In 2016 and again in 2020, Trump carried North Carolina with just below 50% of the statewide vote. In the same elections with the same electorates, Democrat Roy Cooper won the governor’s races with 49% in 2016 and 51.5% in 2020. Republican U.S. Sen. Thom Tillis won with 48.8% in 2014 and 48.6% in 2020. Democrat Cheri Beasley, now running for the U.S. Senate, lost a state Supreme Court election in 2020 by a mere 401 votes.
Because 2022 is an off-year election without a presidential contest, lower voter turnout is expected. Still, a key observation of Pew researchers in 2020 remains relevant today in North Carolina, where politics mostly aligns with national dynamics.
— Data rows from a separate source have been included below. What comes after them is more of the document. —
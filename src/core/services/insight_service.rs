//! Derives percentages and human-oriented insights from aggregated statistics.

use rust_decimal::{Decimal, RoundingStrategy};

use crate::config::InsightConfig;
use crate::domain::{BudgetStatus, CategoryShare, Insights, RankedCategory, Statistics};

use super::ServiceResult;

pub struct InsightService;

impl InsightService {
    /// Share of `total` rounded to one decimal place, or `None` when nothing was spent.
    ///
    /// The exact decimal share is rounded with halves going away from zero.
    pub fn percentage(amount: Decimal, total: Decimal) -> Option<Decimal> {
        Self::bar_width(amount, total)
            .map(|share| share.round_dp_with_strategy(1, RoundingStrategy::MidpointAwayFromZero))
    }

    /// Unrounded share of `total`, or `None` when nothing was spent.
    ///
    /// Also `None` when the share falls outside the decimal range.
    pub fn bar_width(amount: Decimal, total: Decimal) -> Option<Decimal> {
        if total.is_zero() {
            return None;
        }
        amount.checked_div(total)?.checked_mul(Decimal::ONE_HUNDRED)
    }

    pub fn shares(statistics: &Statistics, ranking: &[RankedCategory]) -> Vec<CategoryShare> {
        let total = statistics.total_expenses;
        ranking
            .iter()
            .map(|entry| CategoryShare {
                category: entry.category.clone(),
                total: entry.total,
                percentage: Self::percentage(entry.total, total),
                bar_width: Self::bar_width(entry.total, total),
            })
            .collect()
    }

    pub fn top_category(ranking: &[RankedCategory]) -> Option<RankedCategory> {
        ranking.first().cloned()
    }

    pub fn daily_average(total: Decimal, days_in_period: u32) -> Decimal {
        if days_in_period == 0 {
            return Decimal::ZERO;
        }
        total / Decimal::from(days_in_period)
    }

    /// Over budget only when the total strictly exceeds the threshold.
    pub fn budget_status(total: Decimal, threshold: Decimal) -> BudgetStatus {
        if total > threshold {
            BudgetStatus::OverBudget
        } else {
            BudgetStatus::WithinBudget
        }
    }

    pub fn derive(
        statistics: &Statistics,
        ranking: &[RankedCategory],
        config: &InsightConfig,
    ) -> ServiceResult<Insights> {
        config.validate()?;
        let total = statistics.total_expenses;
        Ok(Insights {
            top_category: Self::top_category(ranking),
            transaction_count: statistics.expense_count,
            daily_average: Self::daily_average(total, config.days_in_period),
            days_in_period: config.days_in_period,
            budget_status: Self::budget_status(total, config.budget_threshold),
            budget_threshold: config.budget_threshold,
        })
    }
}
#![doc(test(attr(deny(warnings))))]

//! Expense Core turns a snapshot of expense records into summary statistics,
//! category rankings and a handful of derived spending insights.

pub mod cli;
pub mod config;
pub mod core;
pub mod domain;
pub mod errors;
pub mod utils;

use std::sync::Once;

static INIT_TRACING: Once = Once::new();

/// Initializes global tracing and emits a startup info log.
pub fn init() {
    INIT_TRACING.call_once(|| {
        utils::init_tracing();
        tracing::info!("Expense Core tracing initialized.");
    });
}
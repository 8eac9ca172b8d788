//! Engine and CLI configuration plus its JSON persistence.

pub mod error;
pub mod manager;
pub mod model;

pub use error::ConfigError;
pub use manager::ConfigManager;
pub use model::{Config, InsightConfig, DEFAULT_BUDGET_THRESHOLD, DEFAULT_DAYS_IN_PERIOD};
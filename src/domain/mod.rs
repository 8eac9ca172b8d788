pub mod common;
pub mod expense;
pub mod statistics;

pub use common::{to_cents, Amounted, BelongsToCategory, Displayable};
pub use expense::{Expense, ExpenseId};
pub use statistics::{
    BudgetStatus, CategoryBreakdown, CategoryShare, CategoryTotal, ExpenseReport, Insights,
    RankedCategory, Statistics,
};
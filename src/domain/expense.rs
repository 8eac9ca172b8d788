//! Domain types describing individual expense records.

use std::fmt;

use chrono::NaiveDate;
use rust_decimal::Decimal;
use serde::{Deserialize, Serialize};

use crate::domain::common::{Amounted, BelongsToCategory, Displayable};
use crate::errors::ExpenseError;

/// Identifier attached to an expense; sources use either numbers or strings.
#[derive(Debug, Clone, PartialEq, Eq, Hash, Serialize, Deserialize)]
#[serde(untagged)]
pub enum ExpenseId {
    Number(u64),
    Text(String),
}

impl fmt::Display for ExpenseId {
    fn fmt(&self, f: &mut fmt::Formatter<'_>) -> fmt::Result {
        match self {
            ExpenseId::Number(value) => write!(f, "{value}"),
            ExpenseId::Text(value) => f.write_str(value),
        }
    }
}

impl From<u64> for ExpenseId {
    fn from(value: u64) -> Self {
        ExpenseId::Number(value)
    }
}

impl From<&str> for ExpenseId {
    fn from(value: &str) -> Self {
        ExpenseId::Text(value.to_string())
    }
}

impl From<String> for ExpenseId {
    fn from(value: String) -> Self {
        ExpenseId::Text(value)
    }
}

/// A single recorded transaction. Records are read-only once handed to the engine.
#[derive(Debug, Clone, Serialize, Deserialize, PartialEq)]
pub struct Expense {
    pub id: ExpenseId,
    pub title: String,
    /// Exact monetary amount; JSON numbers and numeric strings are accepted.
    pub amount: Decimal,
    pub category: String,
    pub date: NaiveDate,
}

impl Expense {
    pub fn new(
        id: impl Into<ExpenseId>,
        title: impl Into<String>,
        amount: Decimal,
        category: impl Into<String>,
        date: NaiveDate,
    ) -> Self {
        Self {
            id: id.into(),
            title: title.into(),
            amount,
            category: category.into(),
            date,
        }
    }

    /// Rejects records the aggregation cannot summarize meaningfully.
    pub fn validate(&self) -> Result<(), ExpenseError> {
        if self.amount < Decimal::ZERO {
            return Err(self.invalid(format!("amount `{}` is negative", self.amount)));
        }
        if self.category.trim().is_empty() {
            return Err(self.invalid("category is empty".to_string()));
        }
        Ok(())
    }

    fn invalid(&self, reason: String) -> ExpenseError {
        ExpenseError::InvalidExpense {
            id: self.id.to_string(),
            reason,
        }
    }
}

impl Amounted for Expense {
    fn amount(&self) -> Decimal {
        self.amount
    }
}

impl BelongsToCategory for Expense {
    fn category(&self) -> &str {
        &self.category
    }
}

impl Displayable for Expense {
    fn display_label(&self) -> String {
        format!("{} ({}, {})", self.title, self.category, self.date)
    }
}

#[cfg(test)]
mod tests {
    use super::*;
    use rust_decimal_macros::dec;

    fn date() -> NaiveDate {
        NaiveDate::from_ymd_opt(2026, 1, 25).unwrap()
    }

    #[test]
    fn ids_deserialize_from_numbers_and_strings() {
        let numeric: Expense = serde_json::from_str(
            r#"{"id":7,"title":"Gym","amount":1000,"category":"Healthcare","date":"2026-01-19"}"#,
        )
        .unwrap();
        assert_eq!(numeric.id, ExpenseId::Number(7));

        let text: Expense = serde_json::from_str(
            r#"{"id":"exp-7","title":"Gym","amount":1000.5,"category":"Healthcare","date":"2026-01-19"}"#,
        )
        .unwrap();
        assert_eq!(text.id, ExpenseId::Text("exp-7".into()));
        assert_eq!(text.amount, dec!(1000.5));
    }

    #[test]
    fn validate_rejects_negative_amounts() {
        let negative = Expense::new(1u64, "Refund", dec!(-5), "Food", date());
        let err = negative.validate().expect_err("negative amount rejected");
        assert!(err.to_string().contains("negative"));

        let cent = Expense::new("x", "Refund", dec!(-0.01), "Food", date());
        assert!(cent.validate().is_err());
    }

    #[test]
    fn fractional_amounts_are_read_exactly() {
        let expense: Expense = serde_json::from_str(
            r#"{"id":9,"title":"Coffee","amount":0.1,"category":"Food","date":"2026-01-19"}"#,
        )
        .unwrap();
        assert_eq!(expense.amount, dec!(0.1));
        assert_eq!(expense.amount * dec!(3), dec!(0.3));

        let quoted: Expense = serde_json::from_str(
            r#"{"id":10,"title":"Tea","amount":"12.35","category":"Food","date":"2026-01-19"}"#,
        )
        .unwrap();
        assert_eq!(quoted.amount, dec!(12.35));
    }

    #[test]
    fn validate_rejects_blank_category() {
        let expense = Expense::new(3u64, "Mystery", dec!(10), "   ", date());
        let err = expense.validate().expect_err("blank category rejected");
        assert!(err.to_string().contains("Invalid expense 3"));
    }

    #[test]
    fn zero_amount_is_accepted() {
        let expense = Expense::new(4u64, "Free sample", Decimal::ZERO, "Food", date());
        assert!(expense.validate().is_ok());
        assert_eq!(expense.display_label(), "Free sample (Food, 2026-01-25)");
    }
}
Pew reported then that “the U.S. electorate continues to be deeply divided by race and ethnicity, education, gender, age and religion. The Republican and Democratic coalitions, which bore at least some demographic similarities in past decades, have strikingly different profiles today.” Moreover, said Pew, “there’s been a fundamental shift in the relationship between level of educational attainment and partisanship.”
Across the nation, Pew reported, 36% of registered voters have a bachelor’s or a higher degree. Nearly two-thirds of registered voters — 64% — do not have a four-year college degree. Of the voters with college degrees, 57% identify with or lean toward the Democratic Party, said Pew, adding that the party’s “advantage with more highly educated voters has grown over the past decade.”
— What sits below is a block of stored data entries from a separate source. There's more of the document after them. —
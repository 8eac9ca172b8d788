use std::path::PathBuf;

use rust_decimal::Decimal;

use crate::config::InsightConfig;
use crate::errors::CliError;

pub const USAGE: &str = "Usage: expense_core_cli <command> [options]\n\
     Commands:\n  \
     sample                 report on the bundled sample expenses\n  \
     report <file.json>     report on a JSON array of expenses\n  \
     config                 print the effective configuration\n  \
     version                print build metadata\n\
     Options:\n  \
     --json                 print the report as JSON\n  \
     --plain                disable colored output\n  \
     --days <n>             days used for the daily average\n  \
     --threshold <amount>   budget threshold";

#[derive(Debug, Clone, PartialEq)]
pub enum Command {
    Sample,
    Report(PathBuf),
    Config,
    Version,
}

/// A parsed command line.
#[derive(Debug, Clone, PartialEq)]
pub struct Invocation {
    pub command: Command,
    pub json: bool,
    pub plain: bool,
    pub days_in_period: Option<u32>,
    pub budget_threshold: Option<Decimal>,
}

impl Invocation {
    /// Applies command-line overrides on top of the loaded configuration.
    pub fn insight_config(&self, base: InsightConfig) -> InsightConfig {
        InsightConfig {
            days_in_period: self.days_in_period.unwrap_or(base.days_in_period),
            budget_threshold: self.budget_threshold.unwrap_or(base.budget_threshold),
        }
    }
}

fn option_value(flag: &str, value: Option<String>) -> Result<String, CliError> {
    value.ok_or_else(|| CliError::Input(format!("`{flag}` expects a value")))
}

/// Parses arguments, excluding the program name.
pub fn parse_args<I>(args: I) -> Result<Invocation, CliError>
where
    I: IntoIterator<Item = String>,
{
    let mut args = args.into_iter();
    let mut positional = Vec::new();
    let mut json = false;
    let mut plain = false;
    let mut days_in_period = None;
    let mut budget_threshold = None;

    while let Some(arg) = args.next() {
        match arg.as_str() {
            "--json" => json = true,
            "--plain" => plain = true,
            "--days" => {
                let raw = option_value("--days", args.next())?;
                let days = raw
                    .parse::<u32>()
                    .map_err(|_| CliError::Input(format!("invalid day count `{raw}`")))?;
                days_in_period = Some(days);
            }
            "--threshold" => {
                let raw = option_value("--threshold", args.next())?;
                let threshold = raw
                    .parse::<Decimal>()
                    .map_err(|_| CliError::Input(format!("invalid threshold `{raw}`")))?;
                budget_threshold = Some(threshold);
            }
            flag if flag.starts_with("--") => {
                return Err(CliError::Input(format!("unknown option `{flag}`")));
            }
            _ => positional.push(arg),
        }
    }

    let mut positional = positional.into_iter();
    let command = match positional.next().as_deref() {
        Some("sample") => Command::Sample,
        Some("report") => {
            let path = positional
                .next()
                .ok_or_else(|| CliError::Input("`report` expects a file path".into()))?;
            Command::Report(PathBuf::from(path))
        }
        Some("config") => Command::Config,
        Some("version") => Command::Version,
        Some(other) => return Err(CliError::Input(format!("unknown command `{other}`"))),
        None => return Err(CliError::Input("missing command".into())),
    };
    if let Some(extra) = positional.next() {
        return Err(CliError::Input(format!("unexpected argument `{extra}`")));
    }

    Ok(Invocation {
        command,
        json,
        plain,
        days_in_period,
        budget_threshold,
    })
}
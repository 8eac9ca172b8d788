use std::{fs, path::Path};

use crate::{domain::Expense, errors::ExpenseError};

/// Loads a read-only expense snapshot (a JSON array of expenses) from disk.
pub fn load_expenses_from_path(path: &Path) -> Result<Vec<Expense>, ExpenseError> {
    let data = fs::read_to_string(path)?;
    let expenses: Vec<Expense> = serde_json::from_str(&data)?;
    tracing::debug!(
        path = %path.display(),
        count = expenses.len(),
        "loaded expense snapshot"
    );
    Ok(expenses)
}
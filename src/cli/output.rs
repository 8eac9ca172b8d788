use colored::Colorize;
use std::fmt;
use std::sync::{OnceLock, RwLock};

/// Message categories used by the CLI output helpers.
#[derive(Clone, Copy, Debug, PartialEq, Eq)]
pub enum MessageKind {
    Info,
    Success,
    Warning,
    Error,
    Section,
}

#[derive(Clone, Copy, Debug, Default)]
pub struct OutputPreferences {
    /// Disables ANSI styling, e.g. when output is piped or for screen readers.
    pub plain: bool,
}

static PREFERENCES: OnceLock<RwLock<OutputPreferences>> = OnceLock::new();

pub fn set_preferences(prefs: OutputPreferences) {
    let lock = PREFERENCES.get_or_init(|| RwLock::new(OutputPreferences::default()));
    if let Ok(mut guard) = lock.write() {
        *guard = prefs;
    }
}

fn preferences() -> OutputPreferences {
    PREFERENCES
        .get_or_init(|| RwLock::new(OutputPreferences::default()))
        .read()
        .map(|guard| *guard)
        .unwrap_or_default()
}

/// Builds the unstyled text for a message.
pub fn format_message(kind: MessageKind, message: impl fmt::Display) -> String {
    let text = message.to_string();
    match kind {
        MessageKind::Section => format!("=== {} ===", text.trim()),
        MessageKind::Info => text,
        MessageKind::Success => format!("[ok] {text}"),
        MessageKind::Warning => format!("[!] {text}"),
        MessageKind::Error => format!("[x] {text}"),
    }
}

fn apply_style(kind: MessageKind, message: impl fmt::Display, prefs: &OutputPreferences) -> String {
    let formatted = format_message(kind, message);
    if prefs.plain {
        return formatted;
    }
    match kind {
        MessageKind::Success => formatted.bright_green().to_string(),
        MessageKind::Warning => formatted.bright_yellow().to_string(),
        MessageKind::Error => formatted.bright_red().to_string(),
        MessageKind::Section => formatted.bold().to_string(),
        MessageKind::Info => formatted,
    }
}

pub fn print(kind: MessageKind, message: impl fmt::Display) {
    let formatted = apply_style(kind, message, &preferences());
    match kind {
        MessageKind::Section => println!("\n{}", formatted),
        MessageKind::Error => eprintln!("{}", formatted),
        _ => println!("{}", formatted),
    }
}

pub fn warning(message: impl fmt::Display) {
    print(MessageKind::Warning, message);
}

pub fn error(message: impl fmt::Display) {
    print(MessageKind::Error, message);
}
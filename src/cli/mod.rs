//! Command-line front end: argument parsing, report rendering and styled output.

pub mod command;
pub mod output;
pub mod report;

pub use command::{parse_args, Command, Invocation, USAGE};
“Republicans increasingly dominate in party affiliation among white non-college voters, who continue to make up a majority (57%) of all GOP voters,” said Pew. “… The GOP now enjoys a two-to-one advantage over the Democratic Party among white voters with no more than a high school diploma (62% to 31%).”
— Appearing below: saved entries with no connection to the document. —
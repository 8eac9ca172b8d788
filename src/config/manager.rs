use std::{
    fs::{self, File},
    io::{self, Write},
    path::{Path, PathBuf},
};

use crate::config::{Config, ConfigError};
use crate::utils::app_data_dir;

const CONFIG_FILE: &str = "config.json";
const STAGING_SUFFIX: &str = "tmp";

/// Handles persistence for [`Config`].
#[derive(Debug, Clone)]
pub struct ConfigManager {
    config_path: PathBuf,
}

impl ConfigManager {
    pub fn new(config_path: PathBuf) -> Self {
        Self { config_path }
    }

    pub fn with_base_dir(base: PathBuf) -> Result<Self, ConfigError> {
        fs::create_dir_all(&base).map_err(|err| ConfigError::io(&base, err))?;
        Ok(Self::new(base.join(CONFIG_FILE)))
    }

    /// Uses `$EXPENSE_CORE_HOME`, falling back to `~/.expense_core`.
    /// Nothing is created on disk until the first save.
    pub fn from_env() -> Self {
        Self::new(app_data_dir().join(CONFIG_FILE))
    }

    pub fn config_path(&self) -> &Path {
        &self.config_path
    }

    /// Reads the config file, or defaults when none has been saved yet.
    pub fn load(&self) -> Result<Config, ConfigError> {
        let path = self.config_path.as_path();
        let data = match fs::read_to_string(path) {
            Ok(data) => data,
            Err(err) if err.kind() == io::ErrorKind::NotFound => {
                tracing::debug!(path = %path.display(), "no config file, using defaults");
                return Ok(Config::default());
            }
            Err(err) => return Err(ConfigError::io(path, err)),
        };
        let config = serde_json::from_str(&data).map_err(|err| ConfigError::format(path, err))?;
        tracing::debug!(path = %path.display(), "loaded configuration");
        Ok(config)
    }

    /// Writes pretty JSON beside the target, then renames it into place.
    pub fn save(&self, config: &Config) -> Result<(), ConfigError> {
        let path = self.config_path.as_path();
        if let Some(parent) = path.parent() {
            fs::create_dir_all(parent).map_err(|err| ConfigError::io(parent, err))?;
        }
        let json =
            serde_json::to_string_pretty(config).map_err(|err| ConfigError::format(path, err))?;
        let staged = staging_path(path);
        write_synced(&staged, json.as_bytes()).map_err(|err| ConfigError::io(&staged, err))?;
        fs::rename(&staged, path).map_err(|err| ConfigError::io(path, err))?;
        tracing::debug!(path = %path.display(), "saved configuration");
        Ok(())
    }
}

fn staging_path(path: &Path) -> PathBuf {
    let mut name = path
        .file_name()
        .map(|name| name.to_os_string())
        .unwrap_or_else(|| CONFIG_FILE.into());
    name.push(".");
    name.push(STAGING_SUFFIX);
    path.with_file_name(name)
}

fn write_synced(path: &Path, data: &[u8]) -> io::Result<()> {
    let mut file = File::create(path)?;
    file.write_all(data)?;
    file.sync_all()
}
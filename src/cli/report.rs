//! Text rendering of an [`ExpenseReport`] for the terminal.

use rust_decimal::prelude::ToPrimitive;
use rust_decimal::Decimal;

use crate::cli::output::{self, MessageKind};
use crate::domain::{to_cents, BudgetStatus, Expense, ExpenseReport};

const BAR_WIDTH: usize = 30;

/// One rendered line with the message kind used to style it.
#[derive(Debug, Clone, PartialEq, Eq)]
pub struct ReportLine {
    pub kind: MessageKind,
    pub text: String,
}

impl ReportLine {
    fn new(kind: MessageKind, text: impl Into<String>) -> Self {
        Self {
            kind,
            text: text.into(),
        }
    }
}

fn money(symbol: &str, amount: Decimal) -> String {
    format!("{symbol}{:.2}", to_cents(amount))
}

fn extreme(label: &str, expense: Option<&Expense>, symbol: &str) -> String {
    match expense {
        Some(expense) => format!(
            "{label}: {} ({})",
            money(symbol, expense.amount),
            expense.title
        ),
        None => format!("{label}: -"),
    }
}

fn bar(width: Option<Decimal>) -> String {
    let filled = width
        .and_then(|percent| percent.checked_mul(Decimal::from(BAR_WIDTH)))
        .and_then(|cells| (cells / Decimal::ONE_HUNDRED).round().to_usize())
        .unwrap_or(0)
        .min(BAR_WIDTH);
    format!("[{}{}]", "#".repeat(filled), " ".repeat(BAR_WIDTH - filled))
}

/// Lays out summary, category breakdown and insights sections.
pub fn render_lines(report: &ExpenseReport, symbol: &str) -> Vec<ReportLine> {
    let stats = &report.statistics;
    let mut lines = vec![
        ReportLine::new(MessageKind::Section, "Expense Statistics"),
        ReportLine::new(
            MessageKind::Info,
            format!("Total Spent: {}", money(symbol, stats.total_expenses)),
        ),
        ReportLine::new(
            MessageKind::Info,
            format!("Average Expense: {}", money(symbol, stats.average_expense)),
        ),
        ReportLine::new(
            MessageKind::Info,
            extreme("Highest Expense", stats.highest_expense.as_ref(), symbol),
        ),
        ReportLine::new(
            MessageKind::Info,
            extreme("Lowest Expense", stats.lowest_expense.as_ref(), symbol),
        ),
        ReportLine::new(MessageKind::Section, "Spending by Category"),
    ];

    let name_width = report
        .ranking
        .iter()
        .map(|share| share.category.chars().count())
        .max()
        .unwrap_or(0);
    for share in &report.ranking {
        let percent = share
            .percentage
            .map(|value| format!("{value:.1}%"))
            .unwrap_or_else(|| "n/a".into());
        lines.push(ReportLine::new(
            MessageKind::Info,
            format!(
                "{:<name_width$}  {} {} ({})",
                share.category,
                bar(share.bar_width),
                money(symbol, share.total),
                percent
            ),
        ));
    }

    lines.push(ReportLine::new(MessageKind::Section, "Spending Insights"));
    let status_kind = match report.insights.budget_status {
        BudgetStatus::OverBudget => MessageKind::Warning,
        BudgetStatus::WithinBudget => MessageKind::Success,
    };
    let messages = report.insights.messages();
    let last = messages.len().saturating_sub(1);
    for (idx, message) in messages.into_iter().enumerate() {
        let kind = if idx == last {
            status_kind
        } else {
            MessageKind::Info
        };
        lines.push(ReportLine::new(kind, message));
    }
    lines
}

pub fn print_report(report: &ExpenseReport, symbol: &str) {
    for line in render_lines(report, symbol) {
        output::print(line.kind, line.text);
    }
}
While Pew offers trend data on the educational component of Democratic and Republican coalitions, Education Next, a scholarly journal affiliated with the Program on Education Policy and Governance at the Harvard Kennedy School, recently released its 16th annual survey on education issues, with findings analyzed in the context of the COVID-19 pandemic. After interviews with 1,784 adults in May, Education Next reported “that public opinion on education is growing increasingly partisan.”
The survey found a decline in Americans’ perception of local K-12 school quality, and increased support for homeschooling during the pandemic. It also found dramatically rising support for universal pre-K and that support for increasing teacher pay had reached “its highest level in the survey’s history.”
And yet, on a wide range of issues, the Education Next survey showed what Pew had previously noted: that the total-sample numbers these days do not constitute as adequate gauge in a time of wide gaps between Democrats and Republicans. Education Next reported that “the average difference in opinion between the two major parties has grown larger on many of the items we have tracked over the years.”
“About 65% of Democrats support masking in schools,” said Education Next in a chart delineating gradation of opinion, “while 63% of Republicans oppose the measure. While about the same percentages of Republicans and Democrats think there is about the right amount of teaching about racism in schools, more than half of Democrats think there is too little emphasis placed on teaching racism, 51% of Republicans think there is too much.”
Education Next concluded that “despite the education-policy community’s long history of trying to keep political pressures at arm’s length, public opinion on education issues seems to be increasingly drawn into the powerful current of partisanship in contemporary American politics.”
That powerful current, to be sure, does not bypass North Carolina. This is not a politically purple state in the sense of a blending of Republican red and Democratic blue. Rather, this is a highly competitive state in which elections, even when decided by a narrow margin of victory, have consequences in the governance and conduct of its schools.